Foreman e il senso della preghiera

Pubblicato il 11-08-2012

di Carlo Nesti

Yuri Foremandi Carlo Nesti - Yuri Foreman da dilettante vince il “guanto d’oro” di New York. Diventa professionista nel 2002 e resta imbattuto in 28 incontri. Nel novembre 2009 si laurea campione iridato della categoria superwelter Wba, dopo aver steso 2 volte, a Las Vegas, Daniel Santos. È la prima volta che un pugile israeliano riesce a ottenere una vittoria di questo genere.
 
 
 
Nel 1991 la famiglia ebrea Foreman, residente in Bielorussia, tentò di procurarsi il visto di espatrio per gli Stati Uniti, alla ricerca, prima ancora del benessere, della sopravvivenza. Risposta negativa. Seconda scelta: Haifa, in Israele. Richiesta approvata, ma vita da cani, senza denaro a sufficienza. L’unica speranza scaturiva dai successi agonistici del figlio di Andrei e Irina, e cioè Yuri, appassionato di pugilato, costretto ad allenarsi in una palestra araba. Durante le sedute, cazzotti da far male ma, alla fine, tutti amici e fratelli, al di là di qualsiasi discriminazione di tipo etnico o religioso.

Yuri Foreman“Dipendesse da me e da quei ragazzi – ricorda Yuri – ci siederemmo al tavolo della pace in pochi minuti e raggiungeremmo sicuramente un accordo. Altro che massacri!”. Bravo Yuri! E tanto bravo, anche sul piano sportivo, da vincere 3 titoli nazionali nella boxe, e acquisire il diritto a volare a New York. Biglietto di sola andata: destinazione Brooklyn, e il desiderio di ricongiungersi con il suo allenatore Koslowski. Ma prima di decollare, sosta a Gerusalemme per il visto e visita al Muro del Pianto. Come tutti, infilò un biglietto nella fessura, perché gli avevano spiegato che i suoi desideri si sarebbero avverati.

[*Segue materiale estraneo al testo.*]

//! Input validation and display formatting for the calculator front end
//!
//! Validators are advisory: they return an outcome for display and never
//! block a calculation, which degrades to defaults on bad input.

use crate::engine::resolve_jurisdiction;
use serde::Serialize;

pub const INVALID_ZIP_MESSAGE: &str = "Please enter a valid 5-digit zip code";
pub const UNSUPPORTED_REGION_MESSAGE: &str =
    "This calculator currently serves Maryland, DC, and Northern Virginia only";
pub const MISSING_CONTACT_MESSAGE: &str = "Please enter your email or phone number";
pub const INVALID_EMAIL_MESSAGE: &str = "Please enter a valid email address";
pub const INVALID_PHONE_MESSAGE: &str = "Please enter a valid 10-digit phone number";

// Consultation booking form
pub const MISSING_NAME_MESSAGE: &str = "Please enter your name";
pub const CONSULTATION_MISSING_CONTACT_MESSAGE: &str = "Please enter email or phone";
pub const CONSULTATION_INVALID_EMAIL_MESSAGE: &str = "Please enter a valid email";
pub const CONSULTATION_INVALID_PHONE_MESSAGE: &str = "Please enter a valid phone number";

/// Result of validating one field
#[derive(Debug, Clone, PartialEq, Eq, Serialize)]
pub struct ValidationOutcome {
    pub valid: bool,
    #[serde(skip_serializing_if = "Option::is_none")]
    pub error: Option<String>,
}

impl ValidationOutcome {
    pub fn ok() -> Self {
        Self { valid: true, error: None }
    }

    pub fn invalid(message: &str) -> Self {
        Self {
            valid: false,
            error: Some(message.to_string()),
        }
    }
}

/// Check a zip is 5 digits and inside the service area
pub fn validate_postal_code(postal_code: &str) -> ValidationOutcome {
    if postal_code.len() != 5 || !postal_code.bytes().all(|b| b.is_ascii_digit()) {
        return ValidationOutcome::invalid(INVALID_ZIP_MESSAGE);
    }

    match resolve_jurisdiction(postal_code) {
        Some(_) => ValidationOutcome::ok(),
        None => ValidationOutcome::invalid(UNSUPPORTED_REGION_MESSAGE),
    }
}

/// `local@domain.tld` shape: no whitespace, exactly one `@`, and a dot
/// inside the domain with text on both sides
pub fn validate_email(email: &str) -> bool {
    if email.chars().any(char::is_whitespace) {
        return false;
    }
    let Some((local, domain)) = email.split_once('@') else {
        return false;
    };
    if local.is_empty() || domain.contains('@') {
        return false;
    }

    domain
        .char_indices()
        .any(|(i, c)| c == '.' && i > 0 && i + 1 < domain.len())
}

/// Digits only
pub fn strip_phone(phone: &str) -> String {
    phone.chars().filter(|c| c.is_ascii_digit()).collect()
}

/// 10 digits, or 11 with a country code, once formatting is stripped
pub fn validate_phone(phone: &str) -> bool {
    matches!(strip_phone(phone).len(), 10 | 11)
}

/// Per-field errors for the contact gate
#[derive(Debug, Clone, Default, PartialEq, Eq, Serialize)]
pub struct ContactValidation {
    #[serde(skip_serializing_if = "Option::is_none")]
    pub email: Option<String>,
    #[serde(skip_serializing_if = "Option::is_none")]
    pub phone: Option<String>,
}

impl ContactValidation {
    pub fn is_valid(&self) -> bool {
        self.email.is_none() && self.phone.is_none()
    }

    pub fn first_error(&self) -> Option<&str> {
        self.email.as_deref().or(self.phone.as_deref())
    }
}

/// At least one of email or phone is required; each one given must be valid
pub fn validate_contact(email: &str, phone: &str) -> ContactValidation {
    let has_email = !email.trim().is_empty();
    let has_phone = !strip_phone(phone).is_empty();

    if !has_email && !has_phone {
        return ContactValidation {
            email: Some(MISSING_CONTACT_MESSAGE.to_string()),
            phone: None,
        };
    }

    ContactValidation {
        email: (has_email && !validate_email(email)).then(|| INVALID_EMAIL_MESSAGE.to_string()),
        phone: (has_phone && !validate_phone(phone)).then(|| INVALID_PHONE_MESSAGE.to_string()),
    }
}

/// Per-field errors for the consultation booking form
#[derive(Debug, Clone, Default, PartialEq, Eq, Serialize)]
pub struct ConsultationValidation {
    #[serde(skip_serializing_if = "Option::is_none")]
    pub name: Option<String>,
    #[serde(skip_serializing_if = "Option::is_none")]
    pub email: Option<String>,
    #[serde(skip_serializing_if = "Option::is_none")]
    pub phone: Option<String>,
}

impl ConsultationValidation {
    pub fn is_valid(&self) -> bool {
        self.name.is_none() && self.email.is_none() && self.phone.is_none()
    }

    pub fn first_error(&self) -> Option<&str> {
        self.name
            .as_deref()
            .or(self.email.as_deref())
            .or(self.phone.as_deref())
    }
}

/// A name is required, plus email or phone; each one given must be valid
pub fn validate_consultation(name: &str, email: &str, phone: &str) -> ConsultationValidation {
    let has_email = !email.trim().is_empty();
    let has_phone = !phone.trim().is_empty();

    let email_error = if has_email && !validate_email(email.trim()) {
        Some(CONSULTATION_INVALID_EMAIL_MESSAGE)
    } else if !has_email && !has_phone {
        Some(CONSULTATION_MISSING_CONTACT_MESSAGE)
    } else {
        None
    };

    ConsultationValidation {
        name: name.trim().is_empty().then(|| MISSING_NAME_MESSAGE.to_string()),
        email: email_error.map(str::to_string),
        phone: (has_phone && !validate_phone(phone)).then(|| CONSULTATION_INVALID_PHONE_MESSAGE.to_string()),
    }
}

/// `(XXX) XXX-XXXX` for 10 digits, or 11 with a leading 1; anything else unchanged
pub fn format_phone(phone: &str) -> String {
    let digits = strip_phone(phone);
    let local = match digits.len() {
        10 => &digits[..],
        11 if digits.starts_with('1') => &digits[1..],
        _ => return phone.to_string(),
    };
    format!("({}) {}-{}", &local[..3], &local[3..6], &local[6..])
}

/// Whole US dollars with thousands separators, e.g. `$13,000` or `-$1,000`.
/// Cents round half away from zero.
pub fn format_currency(amount: f64) -> String {
    let rounded = amount.round();
    let digits = format!("{:.0}", rounded.abs());

    let mut grouped = String::with_capacity(digits.len() + digits.len() / 3);
    for (i, c) in digits.chars().enumerate() {
        if i > 0 && (digits.len() - i) % 3 == 0 {
            grouped.push(',');
        }
        grouped.push(c);
    }

    if rounded < 0.0 {
        format!("-${}", grouped)
    } else {
        format!("${}", grouped)
    }
}

/// Parse a display amount produced by [`format_currency`]
pub fn parse_currency(text: &str) -> Option<f64> {
    let text = text.trim();
    let (negative, rest) = match text.strip_prefix('-') {
        Some(rest) => (true, rest),
        None => (false, text),
    };
    let rest = rest.strip_prefix('$')?;
    let cleaned: String = rest.chars().filter(|c| *c != ',').collect();
    if cleaned.is_empty() {
        return None;
    }

    let value: f64 = cleaned.parse().ok()?;
    Some(if negative { -value } else { value })
}

#[cfg(test)]
mod tests {
    use super::*;
    use crate::engine::{CalculatorConfig, RebateCalculator};
    use crate::profile::HouseholdProfile;
    use crate::reference::{HeatingSystem, HomeType, IncomeBracket, SystemAge};

    #[test]
    fn test_postal_code_validation() {
        assert_eq!(validate_postal_code("21201"), ValidationOutcome::ok());
        assert_eq!(validate_postal_code("2120").error.as_deref(), Some(INVALID_ZIP_MESSAGE));
        assert_eq!(validate_postal_code("2120a").error.as_deref(), Some(INVALID_ZIP_MESSAGE));
        assert_eq!(validate_postal_code("").error.as_deref(), Some(INVALID_ZIP_MESSAGE));
        assert_eq!(
            validate_postal_code("00000").error.as_deref(),
            Some(UNSUPPORTED_REGION_MESSAGE)
        );
    }

    #[test]
    fn test_email_validation() {
        assert!(validate_email("jane@example.com"));
        assert!(validate_email("a.b@mail.example.org"));
        assert!(!validate_email("jane@example"));
        assert!(!validate_email("jane example@x.com"));
        assert!(!validate_email("@example.com"));
        assert!(!validate_email("jane@@example.com"));
        assert!(!validate_email("jane@.com"));
        assert!(!validate_email("jane@example."));
    }

    #[test]
    fn test_phone_validation() {
        assert!(validate_phone("(410) 555-1234"));
        assert!(validate_phone("1-410-555-1234"));
        assert!(!validate_phone("555-1234"));
    }

    #[test]
    fn test_contact_validation() {
        let missing = validate_contact("  ", "");
        assert_eq!(missing.first_error(), Some(MISSING_CONTACT_MESSAGE));

        assert!(validate_contact("jane@example.com", "").is_valid());
        assert!(validate_contact("", "4105551234").is_valid());

        let both_bad = validate_contact("jane", "123");
        assert_eq!(both_bad.email.as_deref(), Some(INVALID_EMAIL_MESSAGE));
        assert_eq!(both_bad.phone.as_deref(), Some(INVALID_PHONE_MESSAGE));
    }

    #[test]
    fn test_consultation_validation() {
        let empty = validate_consultation("", "", "");
        assert_eq!(empty.name.as_deref(), Some(MISSING_NAME_MESSAGE));
        assert_eq!(empty.email.as_deref(), Some(CONSULTATION_MISSING_CONTACT_MESSAGE));
        assert_eq!(empty.first_error(), Some(MISSING_NAME_MESSAGE));

        assert!(validate_consultation("Jane Doe", "", "(410) 555-1234").is_valid());
        assert!(validate_consultation("Jane Doe", "jane@example.com", "").is_valid());

        let bad = validate_consultation("Jane Doe", "jane@", "555");
        assert_eq!(bad.name, None);
        assert_eq!(bad.email.as_deref(), Some(CONSULTATION_INVALID_EMAIL_MESSAGE));
        assert_eq!(bad.phone.as_deref(), Some(CONSULTATION_INVALID_PHONE_MESSAGE));
    }

    #[test]
    fn test_format_phone() {
        assert_eq!(format_phone("4105551234"), "(410) 555-1234");
        assert_eq!(format_phone("1 410 555 1234"), "(410) 555-1234");
        assert_eq!(format_phone("24105551234"), "24105551234");
        assert_eq!(format_phone("555"), "555");
    }

    #[test]
    fn test_format_currency() {
        assert_eq!(format_currency(13_000.0), "$13,000");
        assert_eq!(format_currency(0.0), "$0");
        assert_eq!(format_currency(999.5), "$1,000");
        assert_eq!(format_currency(1_234_567.2), "$1,234,567");
        assert_eq!(format_currency(-1_000.0), "-$1,000");
        assert_eq!(format_currency(-0.4), "$0");
    }

    #[test]
    fn test_parse_currency() {
        assert_eq!(parse_currency("$13,000"), Some(13_000.0));
        assert_eq!(parse_currency("-$1,000"), Some(-1_000.0));
        assert_eq!(parse_currency("13000"), None);
        assert_eq!(parse_currency("$"), None);
    }

    #[test]
    fn test_formatting_does_not_touch_result() {
        let calc = RebateCalculator::builtin(CalculatorConfig::for_year(2025));
        let profile = HouseholdProfile::new(
            "21201",
            HomeType::SingleFamily,
            HeatingSystem::GasFurnace,
            SystemAge::Over20,
            IncomeBracket::Low,
        );
        let result = calc.compute_rebates(&profile);
        let before = result.clone();

        let shown = format_currency(result.total_incentives);
        assert_eq!(parse_currency(&shown), Some(result.total_incentives));
        assert_eq!(result, before);
    }
}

Scrisse: “Voglio diventare campione del mondo e sposare una donna bella”. Risultato: titolo iridato nel novembre 2009 nei superwelter Wba e matrimonio con l’ex modella ungherese Leyla Leidecker. Ora Yuri è rabbino e pugile, uno che considera la boxe un’arte e la violenza contraria alla Legge. Dio (per gli ebrei), Gesù (per i cristiani), Allah (per i musulmani) amano l’uomo di fede, che si rivolge a chi è più in alto di lui. Se però la preghiera, magari, non fosse solo di domanda ma anche di ascolto del Padreterno, varrebbe mille volte di più e mille pugni in meno. Anteponiamola al nostro egoismo!

Vi chiederete come fare ad ascoltare. Ebbene: c’è chi ci riesce e chi no, ma dipende solo da voi. Provate ad acquisire le Sacre Scritture e a cercare in esse le indicazioni, quando vi trovate fermi a un bivio. Nel silenzio dell’ascolto di Dio, tacendo, vedrete che spesso la risposta più saggia arriverà.